During odd bits of spare time between 2005 and 2013 I was very slowly writing and recording a collection of songs with my old friend James Dexter. Back then, James had recently completed a masters degree in electronic music and was living in town, the creator of several albums-worth of electronica under the name J.Dexter. Nowadays he runs an organic farm deep in the Devon countryside and plays the melodean, that most acoustic of instruments. The Puncture Ground project, as we called it, finds James about half way along that particular musical and physical journey.
I was living in London and James was at that time living in Norwich, so we worked on the songs remotely. James would send me an initial idea for the music, I added lyrics and a vocal track and we built the songs up from there, both contributing, from the comfort of our respective homes, to the instrumentation, the editing and the production of the finished piece. I say finished piece, but in fact we never really did finish the project, we just eventually decided it was time to stop.

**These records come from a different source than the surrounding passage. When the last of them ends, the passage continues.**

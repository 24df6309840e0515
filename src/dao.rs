use anyhow::Result;
use sqlx::AnyPool;

use crate::types::{FavoritePayload, Keyed, PlayRecordPayload};

type FavoriteRow = (String, String, String, String, String, String, i64, i64);
type PlayRecordRow = (String, String, String, String, String, String, i64, i64, i64, i64, i64);

fn favorite_from_row(r: FavoriteRow) -> Keyed<FavoritePayload> {
    Keyed {
        source: r.0,
        id: r.1,
        payload: FavoritePayload {
            title: r.2,
            source_name: r.3,
            year: r.4,
            cover: r.5,
            total_episodes: r.6.max(0) as u32,
            save_time: r.7,
        },
    }
}

fn play_record_from_row(r: PlayRecordRow) -> Keyed<PlayRecordPayload> {
    Keyed {
        source: r.0,
        id: r.1,
        payload: PlayRecordPayload {
            title: r.2,
            source_name: r.3,
            year: r.4,
            cover: r.5,
            index: r.6.max(0) as u32,
            total_episodes: r.7.max(0) as u32,
            play_time: r.8,
            total_time: r.9,
            save_time: r.10,
        },
    }
}

// --- favorites ---

pub async fn upsert_favorite(
    pool: &AnyPool,
    source: &str,
    id: &str,
    f: &FavoritePayload,
) -> Result<()> {
    sqlx::query(
        "INSERT INTO favorites(source, id, title, source_name, year, cover,
           total_episodes, save_time)
         VALUES(?, ?, ?, ?, ?, ?, ?, ?)
         ON CONFLICT(source, id) DO UPDATE SET
           title=excluded.title, source_name=excluded.source_name, year=excluded.year,
           cover=excluded.cover, total_episodes=excluded.total_episodes,
           save_time=excluded.save_time",
    )
    .bind(source)
    .bind(id)
    .bind(&f.title)
    .bind(&f.source_name)
    .bind(&f.year)
    .bind(&f.cover)
    .bind(f.total_episodes as i64)
    .bind(f.save_time)
    .execute(pool)
    .await?;
    Ok(())
}

pub async fn find_favorite(
    pool: &AnyPool,
    source: &str,
    id: &str,
) -> Result<Option<Keyed<FavoritePayload>>> {
    let row = sqlx::query_as::<_, FavoriteRow>(
        "SELECT source, id, title, source_name, year, cover, total_episodes, save_time
         FROM favorites WHERE source = ? AND id = ? LIMIT 1",
    )
    .bind(source)
    .bind(id)
    .fetch_optional(pool)
    .await?;
    Ok(row.map(favorite_from_row))
}

pub async fn delete_favorite(pool: &AnyPool, source: &str, id: &str) -> Result<u64> {
    let res = sqlx::query("DELETE FROM favorites WHERE source = ? AND id = ?")
        .bind(source)
        .bind(id)
        .execute(pool)
        .await?;
    Ok(res.rows_affected())
}

pub async fn list_favorites(pool: &AnyPool) -> Result<Vec<Keyed<FavoritePayload>>> {
    let rows = sqlx::query_as::<_, FavoriteRow>(
        "SELECT source, id, title, source_name, year, cover, total_episodes, save_time
         FROM favorites ORDER BY save_time DESC, source, id",
    )
    .fetch_all(pool)
    .await?;
    Ok(rows.into_iter().map(favorite_from_row).collect())
}

// --- play records ---

pub async fn upsert_play_record(
    pool: &AnyPool,
    source: &str,
    id: &str,
    p: &PlayRecordPayload,
) -> Result<()> {
    sqlx::query(
        "INSERT INTO play_records(source, id, title, source_name, year, cover, idx,
           total_episodes, play_time, total_time, save_time)
         VALUES(?, ?, ?, ?, ?, ?, ?, ?, ?, ?, ?)
         ON CONFLICT(source, id) DO UPDATE SET
           title=excluded.title, source_name=excluded.source_name, year=excluded.year,
           cover=excluded.cover, idx=excluded.idx, total_episodes=excluded.total_episodes,
           play_time=excluded.play_time, total_time=excluded.total_time,
           save_time=excluded.save_time",
    )
    .bind(source)
    .bind(id)
    .bind(&p.title)
    .bind(&p.source_name)
    .bind(&p.year)
    .bind(&p.cover)
    .bind(p.index as i64)
    .bind(p.total_episodes as i64)
    .bind(p.play_time)
    .bind(p.total_time)
    .bind(p.save_time)
    .execute(pool)
    .await?;
    Ok(())
}

pub async fn find_play_record(
    pool: &AnyPool,
    source: &str,
    id: &str,
) -> Result<Option<Keyed<PlayRecordPayload>>> {
    let row = sqlx::query_as::<_, PlayRecordRow>(
        "SELECT source, id, title, source_name, year, cover, idx, total_episodes,
           play_time, total_time, save_time
         FROM play_records WHERE source = ? AND id = ? LIMIT 1",
    )
    .bind(source)
    .bind(id)
    .fetch_optional(pool)
    .await?;
    Ok(row.map(play_record_from_row))
}

pub async fn delete_play_record(pool: &AnyPool, source: &str, id: &str) -> Result<u64> {
    let res = sqlx::query("DELETE FROM play_records WHERE source = ? AND id = ?")
        .bind(source)
        .bind(id)
        .execute(pool)
        .await?;
    Ok(res.rows_affected())
}

pub async fn list_play_records(pool: &AnyPool) -> Result<Vec<Keyed<PlayRecordPayload>>> {
    let rows = sqlx::query_as::<_, PlayRecordRow>(
        "SELECT source, id, title, source_name, year, cover, idx, total_episodes,
           play_time, total_time, save_time
         FROM play_records ORDER BY save_time DESC, source, id",
    )
    .fetch_all(pool)
    .await?;
    Ok(rows.into_iter().map(play_record_from_row).collect())
}

pub async fn clear_play_records(pool: &AnyPool) -> Result<u64> {
    let res = sqlx::query("DELETE FROM play_records").execute(pool).await?;
    Ok(res.rows_affected())
}

// --- search history ---

/// Moves `query` to the front of the history and drops entries beyond `limit`.
pub async fn push_search_history(pool: &AnyPool, query: &str, limit: usize) -> Result<()> {
    let mut tx = pool.begin().await?;
    sqlx::query("DELETE FROM search_history WHERE query = ?").bind(query).execute(&mut *tx).await?;
    sqlx::query("INSERT INTO search_history(query) VALUES(?)").bind(query).execute(&mut *tx).await?;
    sqlx::query(
        "DELETE FROM search_history WHERE seq NOT IN
           (SELECT seq FROM search_history ORDER BY seq DESC LIMIT ?)",
    )
    .bind(limit as i64)
    .execute(&mut *tx)
    .await?;
    tx.commit().await?;
    Ok(())
}

pub async fn list_search_history(pool: &AnyPool) -> Result<Vec<String>> {
    let rows = sqlx::query_scalar::<_, String>("SELECT query FROM search_history ORDER BY seq DESC")
        .fetch_all(pool)
        .await?;
    Ok(rows)
}

pub async fn delete_search_history(pool: &AnyPool, query: &str) -> Result<u64> {
    let res = sqlx::query("DELETE FROM search_history WHERE query = ?")
        .bind(query)
        .execute(pool)
        .await?;
    Ok(res.rows_affected())
}

pub async fn clear_search_history(pool: &AnyPool) -> Result<u64> {
    let res = sqlx::query("DELETE FROM search_history").execute(pool).await?;
    Ok(res.rows_affected())
}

There are nine tracks altogether, seven songs and two instrumentals. The link below is to one of the instrumentals. I had planned to write lyrics for it, but, despite thinking it over for a period of several years, I could never come up with a single idea that fitted over the two segments of this tune. It's not without content however, and there are vocals of a kind too, towards the end, where a robin in full- throat and a herd of sheep can be found giving it their all.
James came up with the title. It's a reference to Dolly the sheep, the first mammal cloned from an adult cell. Compared to some of the other tracks in the Puncture Ground collection, Dolly's Requiem has proved quite popular. Perhaps because my singing is nowhere to be heard.